In March 2013, researchers from the MIT Media Lab studied 15 months of anonymised locations, donated by an unspecified mobile provider, of 1.5 million people in an unnamed European country. They had customers' location stream on an hourly basis, but didn't know who they were. "We found that we needed just four approximated places and times to uniquely identify 95 per cent of people. About 50 per cent could be identified from just two points," says Yves-Alexandre de Montjoye, first author of the resulting paper and PhD student at the Human Dynamics lab in the Media Lab.

So if you had even four pieces of information that placed someone at a particular place at a certain time – gleaned from social-media posts or public records such as the press – you could untangle their location history in this data set for an entire year. “Even with location information that is a lot less accurate (at a resolution of eight hours, for instance), only a few more points are needed to be able to identify individuals,” de Montjoye says. “Your mobility trace is very personal. We found that it’s actually easy to identify.”

If you think you don’t care about being unmasked, you may want to reconsider. Personalised browser ads may be harmless, but allowing disparate aspects of your life to be combined and identified could have unexpected consequences. “The issue is: are decisions, such as whether I get to go to a particular university or whether I end up getting insurance cover, being made about me using data I never intended to give to a third party – for example, my lifestyle or a family member’s ailment?” says Tim Sparapani, privacy lawyer at the Apps Alliance and ex-director of public policy at Facebook. “This is not about the future –it’s already starting to happen.”

Earlier this year, Cambridge University security engineer Ross Anderson found that NHS hospital data had been sold to, among others, the Institute and Faculty of Actuaries, which has used the information to calculate patients’ risk of developing critical illnesses, and so “improve the accuracy of pricing” (read: increase insurance cost). “The Department of Health was selling off every NHS hospital patient’s records for insurance purposes,” says Anderson.
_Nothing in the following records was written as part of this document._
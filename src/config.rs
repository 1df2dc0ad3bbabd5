//! Configuration management for syncliked.
//!
//! Values come from environment variables, optionally seeded from a `.env`
//! file in the local data directory. Variables already present in the process
//! environment take precedence over the file.
//!
//! The `.env` file is looked up in:
//! - Linux: `~/.local/share/syncliked/.env`
//! - macOS: `~/Library/Application Support/syncliked/.env`
//! - Windows: `%LOCALAPPDATA%/syncliked/.env`

use std::{env, net::SocketAddr, path::PathBuf, str::FromStr, time::Duration};

use crate::error::Error;

pub const DEFAULT_AUTH_URL: &str = "https://accounts.spotify.com/authorize";
pub const DEFAULT_TOKEN_URL: &str = "https://accounts.spotify.com/api/token";
pub const DEFAULT_API_URL: &str = "https://api.spotify.com/v1";
pub const DEFAULT_REDIRECT_URI: &str = "http://127.0.0.1:3000/callback";
pub const DEFAULT_SERVER_ADDRESS: &str = "127.0.0.1:3000";
pub const DEFAULT_LOGIN_TIMEOUT_SECS: u64 = 120;

/// Permissions requested during login: read the liked-tracks library and
/// write both private and public playlists.
pub const SPOTIFY_SCOPE: &str = "user-library-read playlist-modify-private playlist-modify-public";

/// Returns the directory holding the `.env` file and the token cache.
pub fn data_dir() -> PathBuf {
    let mut path = dirs::data_local_dir().unwrap_or_else(|| PathBuf::from("."));
    path.push("syncliked");
    path
}

/// Loads environment variables from `syncliked/.env` in the local data directory.
///
/// Creates the directory if needed. A missing `.env` file is not an error,
/// since every value may also be provided through the real environment.
///
/// # Errors
///
/// Returns [`Error::Config`] if the directory cannot be created or the file
/// exists but cannot be parsed.
pub async fn load_env() -> Result<(), Error> {
    let dir = data_dir();
    async_fs::create_dir_all(&dir)
        .await
        .map_err(|e| Error::Config(e.to_string()))?;

    let path = dir.join(".env");
    if !path.is_file() {
        tracing::debug!(path = %path.display(), "no .env file found");
        return Ok(());
    }

    dotenv::from_path(&path).map_err(|e| Error::Config(e.to_string()))?;
    Ok(())
}

/// Runtime settings for talking to Spotify and for the local callback server.
#[derive(Debug, Clone)]
pub struct Config {
    pub client_id: String,
    pub client_secret: String,
    pub redirect_uri: String,
    pub auth_url: String,
    pub token_url: String,
    pub api_url: String,
    pub server_addr: SocketAddr,
    /// Per-request timeout. `None` keeps the transport default.
    pub http_timeout: Option<Duration>,
    pub login_timeout: Duration,
}

impl Config {
    /// Builds a configuration with Spotify defaults for everything except the
    /// app credentials.
    pub fn new(client_id: impl Into<String>, client_secret: impl Into<String>) -> Self {
        Self {
            client_id: client_id.into(),
            client_secret: client_secret.into(),
            redirect_uri: DEFAULT_REDIRECT_URI.to_string(),
            auth_url: DEFAULT_AUTH_URL.to_string(),
            token_url: DEFAULT_TOKEN_URL.to_string(),
            api_url: DEFAULT_API_URL.to_string(),
            server_addr: SocketAddr::from(([127, 0, 0, 1], 3000)),
            http_timeout: None,
            login_timeout: Duration::from_secs(DEFAULT_LOGIN_TIMEOUT_SECS),
        }
    }

    /// Reads the configuration from the process environment.
    ///
    /// `SPOTIFY_API_AUTH_CLIENT_ID` and `SPOTIFY_API_AUTH_CLIENT_SECRET` are
    /// required; every other key falls back to its default.
    pub fn from_env() -> Result<Self, Error> {
        let server_addr = optional("SERVER_ADDRESS")
            .unwrap_or_else(|| DEFAULT_SERVER_ADDRESS.to_string());
        let server_addr = SocketAddr::from_str(&server_addr)
            .map_err(|e| Error::Config(format!("SERVER_ADDRESS {server_addr:?}: {e}")))?;

        let http_timeout = optional("HTTP_TIMEOUT_SECS")
            .map(|v| parse_secs("HTTP_TIMEOUT_SECS", &v))
            .transpose()?;
        let login_timeout = optional("LOGIN_TIMEOUT_SECS")
            .map(|v| parse_secs("LOGIN_TIMEOUT_SECS", &v))
            .transpose()?
            .unwrap_or(Duration::from_secs(DEFAULT_LOGIN_TIMEOUT_SECS));

        Ok(Self {
            client_id: required("SPOTIFY_API_AUTH_CLIENT_ID")?,
            client_secret: required("SPOTIFY_API_AUTH_CLIENT_SECRET")?,
            redirect_uri: optional("SPOTIFY_API_REDIRECT_URI")
                .unwrap_or_else(|| DEFAULT_REDIRECT_URI.to_string()),
            auth_url: optional("SPOTIFY_API_AUTH_URL")
                .unwrap_or_else(|| DEFAULT_AUTH_URL.to_string()),
            token_url: optional("SPOTIFY_API_TOKEN_URL")
                .unwrap_or_else(|| DEFAULT_TOKEN_URL.to_string()),
            api_url: optional("SPOTIFY_API_URL").unwrap_or_else(|| DEFAULT_API_URL.to_string()),
            server_addr,
            http_timeout,
            login_timeout,
        })
    }
}

fn required(key: &str) -> Result<String, Error> {
    optional(key).ok_or_else(|| Error::Config(format!("{key} must be set")))
}

fn optional(key: &str) -> Option<String> {
    env::var(key).ok().filter(|v| !v.trim().is_empty())
}

fn parse_secs(key: &str, value: &str) -> Result<Duration, Error> {
    value
        .trim()
        .parse::<u64>()
        .map(Duration::from_secs)
        .map_err(|e| Error::Config(format!("{key} {value:?}: {e}")))
}
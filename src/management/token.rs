use std::path::PathBuf;

use async_trait::async_trait;
use chrono::Utc;
use tokio::sync::Mutex;

use crate::{
    config,
    error::Error,
    types::{Credential, StoredToken},
};

/// Holder of the current access credential.
///
/// Only the auth flow writes a credential; the transfer orchestrator may
/// clear it when the remote rejects it. Everything else reads.
#[async_trait]
pub trait TokenStore: Send + Sync {
    async fn load(&self) -> Result<Option<Credential>, Error>;

    async fn save(&self, credential: &Credential) -> Result<(), Error>;

    /// Removes the credential. Clearing an empty store succeeds.
    async fn clear(&self) -> Result<(), Error>;
}

/// Persists the credential as JSON in the local data directory.
pub struct FileTokenStore {
    path: PathBuf,
}

impl FileTokenStore {
    pub fn new(path: impl Into<PathBuf>) -> Self {
        Self { path: path.into() }
    }

    /// Store at `<data_local_dir>/syncliked/cache/token.json`.
    pub fn default_location() -> Self {
        Self::new(config::data_dir().join("cache").join("token.json"))
    }

    pub fn path(&self) -> &PathBuf {
        &self.path
    }
}

#[async_trait]
impl TokenStore for FileTokenStore {
    async fn load(&self) -> Result<Option<Credential>, Error> {
        let content = match async_fs::read_to_string(&self.path).await {
            Ok(content) => content,
            Err(e) if e.kind() == std::io::ErrorKind::NotFound => return Ok(None),
            Err(e) => return Err(Error::TokenStore(e.to_string())),
        };

        let token: StoredToken =
            serde_json::from_str(&content).map_err(|e| Error::TokenStore(e.to_string()))?;
        Ok(Some(token.access_token))
    }

    async fn save(&self, credential: &Credential) -> Result<(), Error> {
        if let Some(parent) = self.path.parent() {
            async_fs::create_dir_all(parent)
                .await
                .map_err(|e| Error::TokenStore(e.to_string()))?;
        }

        let token = StoredToken {
            access_token: credential.clone(),
            obtained_at: Utc::now().timestamp(),
        };
        let json =
            serde_json::to_string_pretty(&token).map_err(|e| Error::TokenStore(e.to_string()))?;
        async_fs::write(&self.path, json)
            .await
            .map_err(|e| Error::TokenStore(e.to_string()))
    }

    async fn clear(&self) -> Result<(), Error> {
        match async_fs::remove_file(&self.path).await {
            Ok(()) => Ok(()),
            Err(e) if e.kind() == std::io::ErrorKind::NotFound => Ok(()),
            Err(e) => Err(Error::TokenStore(e.to_string())),
        }
    }
}

/// In-process store, used by tests and embedders that manage persistence
/// themselves.
#[derive(Default)]
pub struct MemoryTokenStore {
    credential: Mutex<Option<Credential>>,
}

impl MemoryTokenStore {
    pub fn new() -> Self {
        Self::default()
    }

    pub fn with_credential(credential: Credential) -> Self {
        Self {
            credential: Mutex::new(Some(credential)),
        }
    }
}

#[async_trait]
impl TokenStore for MemoryTokenStore {
    async fn load(&self) -> Result<Option<Credential>, Error> {
        Ok(self.credential.lock().await.clone())
    }

    async fn save(&self, credential: &Credential) -> Result<(), Error> {
        *self.credential.lock().await = Some(credential.clone());
        Ok(())
    }

    async fn clear(&self) -> Result<(), Error> {
        self.credential.lock().await.take();
        Ok(())
    }
}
“They claimed it was non-sensitive because it had been anonymised, but that’s false.” The institute’s spokesperson, Annette Heninger, confirmed the data sent over.“ The IFoA paid £2,200 as a processing fee for the HSCIC to provide the data. It contained the first part of the postcode, gender and age of every patient at the start and end of hospital admission (no dates of birth) and up to 20 different categories of diagnosis.” The actuaries cross-referenced this data set with lifestyle information on patients’ postcodes from Experian’s Mosaic database. They found that levels of critical illness among most customers below the age of 50 were higher than previous calculations had found. As a result,insurers were likely to raise insurance premiums for this group, according to Anderson. “We let the facts and the numbers speak for themselves,” says Heninger, from the institute. “Any member of the public is able to… make their own decisions about the research and the implications of that research.”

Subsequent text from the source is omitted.